Most of the topical chapters nevertheless are splendid. The one on the indigenous populations in Peru, Bolivia, Ecuador, and Guatemala is sound, and the one on rural-urban migration quite interesting. An essay on women, particularly in Chile, focuses on their changing economic roles and political activities, but it does not allude to the significance of birth control in changing womens lives. The treatment of religion is particularly informative and illuminating; focusing on Brazil, it sketches the rise and decline of liberation theology and the progress of Protestantism and discusses the origins of various forms of spiritism. A chapter on artistic culture (painting, fiction, music, film, telenovelas) usefully connects “high culture” to popular culture. An essay on state sovereignty is also excellent in dealing with the question of sovereignty in several senses: internal control as well as independence from external forces.

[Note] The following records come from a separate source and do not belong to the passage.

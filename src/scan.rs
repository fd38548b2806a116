//! Recursive file discovery.
//!
//! Walks a root directory and collects every regular file that is eligible
//! for sorting. Hidden entries are never visited, and top-level folders named
//! after a category are left alone so that a second run does not re-sort its
//! own output.

use std::fs;
use std::io;
use std::path::{Path, PathBuf};

use crate::file_category::Category;

/// Recursively collects the files to sort under `root`.
///
/// Rules, applied per entry:
/// - names starting with `.` are skipped entirely, files and directories alike;
/// - a directory named exactly after a category is skipped at the top level
///   only; deeper directories that happen to share a category name are
///   walked like any other;
/// - every other directory is recursed into;
/// - regular files are collected.
///
/// Directory listings are sorted by file name before processing, so discovery
/// order (and with it duplicate numbering during placement) is deterministic
/// across runs and platforms. Symlinks are followed when deciding whether an
/// entry is a directory.
pub fn scan(root: &Path) -> io::Result<Vec<PathBuf>> {
    collect(root, true)
}

fn collect(dir: &Path, skip_category_dirs: bool) -> io::Result<Vec<PathBuf>> {
    let mut entries: Vec<fs::DirEntry> = fs::read_dir(dir)?.collect::<io::Result<_>>()?;
    entries.sort_by_key(|entry| entry.file_name());

    let mut files = Vec::new();
    for entry in entries {
        let name = entry.file_name();
        let name = name.to_string_lossy();
        if name.starts_with('.') {
            continue;
        }

        let path = entry.path();
        if path.is_dir() {
            if skip_category_dirs && Category::from_dir_name(&name).is_some() {
                continue;
            }
            // Only the top level protects category folders.
            files.extend(collect(&path, false)?);
        } else {
            files.push(path);
        }
    }
    Ok(files)
}
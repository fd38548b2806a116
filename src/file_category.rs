//! File categorization for extension-based sorting.
//!
//! Maps file extensions to one of six fixed categories and partitions
//! discovered files into per-category buckets. The extension table is a
//! closed constant; there is no content sniffing and no way to extend the
//! table at runtime.

use std::collections::HashMap;
use std::path::{Path, PathBuf};

/// One of the six fixed sorting categories.
///
/// Every category except [`Category::Other`] owns a set of recognized
/// extensions; `Other` is the fallback for unmatched files and the reroute
/// target for failed archive extractions.
#[derive(Debug, Clone, Copy, PartialEq, Eq, Hash)]
pub enum Category {
    Images,
    Video,
    Documents,
    Audio,
    Archives,
    Other,
}

impl Category {
    /// All categories, in the order buckets are processed and reported.
    pub const ALL: [Category; 6] = [
        Category::Images,
        Category::Video,
        Category::Documents,
        Category::Audio,
        Category::Archives,
        Category::Other,
    ];

    /// Categories with an extension set, in classification lookup order.
    /// First match wins.
    const CLASSIFIED: [Category; 5] = [
        Category::Images,
        Category::Video,
        Category::Documents,
        Category::Audio,
        Category::Archives,
    ];

    /// Returns the destination directory name for this category.
    ///
    /// # Examples
    ///
    /// ```
    /// use dirsort::file_category::Category;
    ///
    /// assert_eq!(Category::Images.dir_name(), "images");
    /// assert_eq!(Category::Video.dir_name(), "video");
    /// assert_eq!(Category::Other.dir_name(), "other");
    /// ```
    pub fn dir_name(&self) -> &'static str {
        match self {
            Category::Images => "images",
            Category::Video => "video",
            Category::Documents => "documents",
            Category::Audio => "audio",
            Category::Archives => "archives",
            Category::Other => "other",
        }
    }

    /// Recognized extensions for this category, uppercased, without the dot.
    /// `Other` has no extension set.
    pub fn extensions(&self) -> &'static [&'static str] {
        match self {
            Category::Images => &["JPEG", "PNG", "JPG", "SVG"],
            Category::Video => &["AVI", "MP4", "MOV", "MKV"],
            Category::Documents => &["DOC", "DOCX", "TXT", "PDF", "XLSX", "PPTX"],
            Category::Audio => &["MP3", "OGG", "WAV", "AMR"],
            Category::Archives => &["ZIP", "GZ", "TAR"],
            Category::Other => &[],
        }
    }

    /// Looks up a category by its directory name.
    ///
    /// Used by the walker to protect top-level category folders from
    /// re-discovery and by cleanup to decide which root entries survive.
    ///
    /// # Examples
    ///
    /// ```
    /// use dirsort::file_category::Category;
    ///
    /// assert_eq!(Category::from_dir_name("audio"), Some(Category::Audio));
    /// assert_eq!(Category::from_dir_name("Audio"), None);
    /// assert_eq!(Category::from_dir_name("old_stuff"), None);
    /// ```
    pub fn from_dir_name(name: &str) -> Option<Category> {
        Category::ALL.iter().copied().find(|c| c.dir_name() == name)
    }

    /// Classifies a single path by its extension.
    ///
    /// The extension is compared uppercased against each category's set in
    /// declaration order; no extension or no match yields `Other`.
    pub fn of_path(path: &Path) -> Category {
        let Some(ext) = path.extension() else {
            return Category::Other;
        };
        let ext = ext.to_string_lossy().to_uppercase();
        Category::CLASSIFIED
            .iter()
            .copied()
            .find(|c| c.extensions().contains(&ext.as_str()))
            .unwrap_or(Category::Other)
    }
}

/// Files partitioned by category, in discovery order within each bucket.
///
/// A category is only present if at least one file was assigned to it;
/// iteration visits the present buckets in [`Category::ALL`] order so that
/// placement and reporting are deterministic.
#[derive(Debug, Default)]
pub struct Buckets {
    by_category: HashMap<Category, Vec<PathBuf>>,
}

impl Buckets {
    /// Appends a file to a category's bucket, materializing it on first use.
    fn push(&mut self, category: Category, path: PathBuf) {
        self.by_category.entry(category).or_default().push(path);
    }

    /// Returns the bucket for a category, or `None` if no file was assigned.
    pub fn get(&self, category: Category) -> Option<&[PathBuf]> {
        self.by_category.get(&category).map(Vec::as_slice)
    }

    /// Iterates the non-empty buckets in fixed category order.
    pub fn iter(&self) -> impl Iterator<Item = (Category, &[PathBuf])> {
        Category::ALL
            .iter()
            .filter_map(|c| self.by_category.get(c).map(|files| (*c, files.as_slice())))
    }

    /// Total number of files across all buckets.
    pub fn total_files(&self) -> usize {
        self.by_category.values().map(Vec::len).sum()
    }

    /// True when no file was assigned to any category.
    pub fn is_empty(&self) -> bool {
        self.by_category.is_empty()
    }
}

/// Partitions discovered files into per-category buckets.
///
/// Pure with respect to the filesystem: only the path text is inspected.
/// Every input path lands in exactly one bucket, in input order.
pub fn classify(files: Vec<PathBuf>) -> Buckets {
    let mut buckets = Buckets::default();
    for file in files {
        let category = Category::of_path(&file);
        buckets.push(category, file);
    }
    buckets
}
//! Trigger markers.
//!
//! A [`TriggerMarker`] is a `(sample, label)` pair, the equivalent of one row
//! of an MNE events array after `events_from_annotations`. The core only
//! consumes the sample indices of markers carrying the requested label.
use crate::error::{GradientError, Result};

#[derive(Debug, Clone, PartialEq, Eq)]
pub struct TriggerMarker {
    /// Sample index of the cycle onset, relative to the first sample.
    pub sample: usize,
    pub label: String,
}

impl TriggerMarker {
    pub fn new(sample: usize, label: impl Into<String>) -> Self {
        Self { sample, label: label.into() }
    }
}

/// Convert annotation onsets (seconds) into markers.
///
/// `sample = round(onset · sfreq)`; negative onsets clamp to sample 0.
/// The result is stably sorted by sample index.
pub fn markers_from_annotations(onsets: &[f64], labels: &[String], sfreq: f64) -> Result<Vec<TriggerMarker>> {
    if onsets.len() != labels.len() {
        return Err(GradientError::ShapeMismatch {
            expected: vec![onsets.len()],
            got: vec![labels.len()],
        });
    }
    if !(sfreq.is_finite() && sfreq > 0.0) {
        return Err(GradientError::InvalidSamplingRate(sfreq));
    }
    let mut markers: Vec<TriggerMarker> = onsets
        .iter()
        .zip(labels)
        .map(|(&t, label)| TriggerMarker::new((t * sfreq).round().max(0.0) as usize, label.clone()))
        .collect();
    markers.sort_by_key(|m| m.sample);
    Ok(markers)
}

/// Sample indices of every marker labelled `label`, in input order.
///
/// Fails with [`GradientError::UnknownLabel`] when no marker carries the label
/// and with [`GradientError::InsufficientMarkers`] when only one does.
pub fn select_marker_samples(markers: &[TriggerMarker], label: &str) -> Result<Vec<usize>> {
    let samples: Vec<usize> = markers
        .iter()
        .filter(|m| m.label == label)
        .map(|m| m.sample)
        .collect();

    match samples.len() {
        0 => Err(GradientError::UnknownLabel { label: label.to_string() }),
        1 => Err(GradientError::InsufficientMarkers { label: label.to_string(), found: 1 }),
        _ => Ok(samples),
    }
}

/// Distinct labels in order of first appearance.
pub fn labels(markers: &[TriggerMarker]) -> Vec<&str> {
    let mut out: Vec<&str> = Vec::new();
    for m in markers {
        if !out.contains(&m.label.as_str()) {
            out.push(&m.label);
        }
    }
    out
}

#[cfg(test)]
mod tests {
    use super::*;

    fn mixed() -> Vec<TriggerMarker> {
        vec![
            TriggerMarker::new(0, "TR"),
            TriggerMarker::new(50, "Stimulus/S  1"),
            TriggerMarker::new(100, "TR"),
            TriggerMarker::new(200, "TR"),
        ]
    }

    #[test]
    fn selects_only_matching_label() {
        assert_eq!(select_marker_samples(&mixed(), "TR").unwrap(), vec![0, 100, 200]);
    }

    #[test]
    fn unknown_label() {
        assert_eq!(
            select_marker_samples(&mixed(), "Gradient/G  1"),
            Err(GradientError::UnknownLabel { label: "Gradient/G  1".into() })
        );
    }

    #[test]
    fn single_marker_is_insufficient() {
        assert_eq!(
            select_marker_samples(&mixed(), "Stimulus/S  1"),
            Err(GradientError::InsufficientMarkers { label: "Stimulus/S  1".into(), found: 1 })
        );
    }

    #[test]
    fn annotations_round_to_nearest_sample() {
        let labels = vec!["TR".to_string(), "TR".to_string()];
        let m = markers_from_annotations(&[1.2004, 0.0], &labels, 1000.0).unwrap();
        assert_eq!(m[0].sample, 0);
        assert_eq!(m[1].sample, 1200);
    }

    #[test]
    fn annotations_length_mismatch() {
        let labels = vec!["TR".to_string()];
        assert!(markers_from_annotations(&[0.0, 1.0], &labels, 1000.0).is_err());
    }

    #[test]
    fn distinct_labels_in_order() {
        assert_eq!(labels(&mixed()), vec!["TR", "Stimulus/S  1"]);
    }
}
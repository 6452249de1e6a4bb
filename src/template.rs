//! Artifact template estimation.
//!
//! For one channel with cycles `X` of shape `[E, L]`, the template for cycle
//! position `i` is
//!
//! ```text
//! global   T[i] = mean(X[0..E])                        (same for every i)
//! sliding  T[i] = mean(X[max(0, i−h) .. min(E, i+h+1)])
//! ```
//!
//! Sliding windows shrink at both ends of the recording instead of being
//! padded or wrapped, so the first and last `h` positions average fewer than
//! `2h + 1` cycles. Baseline correction is applied to each template after
//! averaging.
use ndarray::{s, Array1, Array2, ArrayView2, Axis};

use crate::baseline::{baseline_correct_inplace, BaselineWindow};
use crate::config::WindowSpec;

/// Half-open range of cycles averaged for position `i` out of `n_cycles`.
///
/// ```
/// use gradclean::{template::window_bounds, WindowSpec};
/// let w = WindowSpec::Sliding { half_width: 2 };
/// assert_eq!(window_bounds(0, 10, w), (0, 3));
/// assert_eq!(window_bounds(5, 10, w), (3, 8));
/// assert_eq!(window_bounds(9, 10, w), (7, 10));
/// ```
pub fn window_bounds(i: usize, n_cycles: usize, window: WindowSpec) -> (usize, usize) {
    match window {
        WindowSpec::Global => (0, n_cycles),
        WindowSpec::Sliding { half_width } => (
            i.saturating_sub(half_width),
            n_cycles.min(i.saturating_add(half_width).saturating_add(1)),
        ),
    }
}

/// Number of positions whose window is clamped to fewer than `2h + 1`
/// cycles. Always 0 for the global template.
pub fn clamped_positions(n_cycles: usize, window: WindowSpec) -> usize {
    match window {
        WindowSpec::Global => 0,
        WindowSpec::Sliding { half_width } => {
            let full = 2 * half_width + 1;
            (0..n_cycles)
                .filter(|&i| {
                    let (start, stop) = window_bounds(i, n_cycles, window);
                    stop - start < full
                })
                .count()
        }
    }
}

fn mean_of_cycles(cycles: ArrayView2<f64>, start: usize, stop: usize) -> Array1<f64> {
    cycles
        .slice(s![start..stop, ..])
        .mean_axis(Axis(0))
        .unwrap_or_else(|| Array1::zeros(cycles.ncols()))
}

/// Templates for every cycle position of one channel.
///
/// `cycles`: `[E, L]`  →  templates `[E, L]`, row `i` being the artifact
/// estimate to subtract from cycle `i`.
pub fn channel_templates(
    cycles: ArrayView2<f64>,
    window: WindowSpec,
    baseline: BaselineWindow,
) -> Array2<f64> {
    let (n_cycles, cycle_len) = cycles.dim();
    let mut templates = Array2::<f64>::zeros((n_cycles, cycle_len));

    match window {
        WindowSpec::Global => {
            // One template per channel; every position gets the same row.
            let mut avg = mean_of_cycles(cycles, 0, n_cycles);
            baseline_correct_inplace(avg.view_mut(), baseline);
            for mut row in templates.rows_mut() {
                row.assign(&avg);
            }
        }
        WindowSpec::Sliding { .. } => {
            for (i, mut row) in templates.rows_mut().into_iter().enumerate() {
                let (start, stop) = window_bounds(i, n_cycles, window);
                row.assign(&mean_of_cycles(cycles, start, stop));
                baseline_correct_inplace(row, baseline);
            }
        }
    }
    templates
}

Addressing the question of the role of race or color in the region’s social stratification, the author makes statements that may be largely true, but presents them in simple and perhaps confusingly contradictory formulations. For example, on the status of indigenes: “‘Indian’ is an ethnic category defined by culture, not color” (p. 241). “Throughout Spanish America, a central colonial legacy is a social hierarchy based upon color and reinforced by class” (p. 242). At the same time, a chapter on people of African descent is excellent in that it points up differences in the social significance of African origins in the Dominican Republic, Brazil, and Trinidad.
Winn seems more interested in social and political history than in the process of economic development. While he alludes to economic phenomena and processes, he does not fully explain the origins of economic policies or the consequences of particular policies or conditions. For example, in the discussion of the emergence of import-substitution industry, there is no reference to Raúl Prebisch or the economic reasoning underlying that development.
Although it does not analyze economic problems as fully as one would like, this book nevertheless is an outstanding introduction to contemporary Latin America. It offers concise, intelligent, and interesting discussions of many important contemporary phenomena. And it is very well written. I expect that it will be used widely in introductory courses on Latin America and the Caribbean.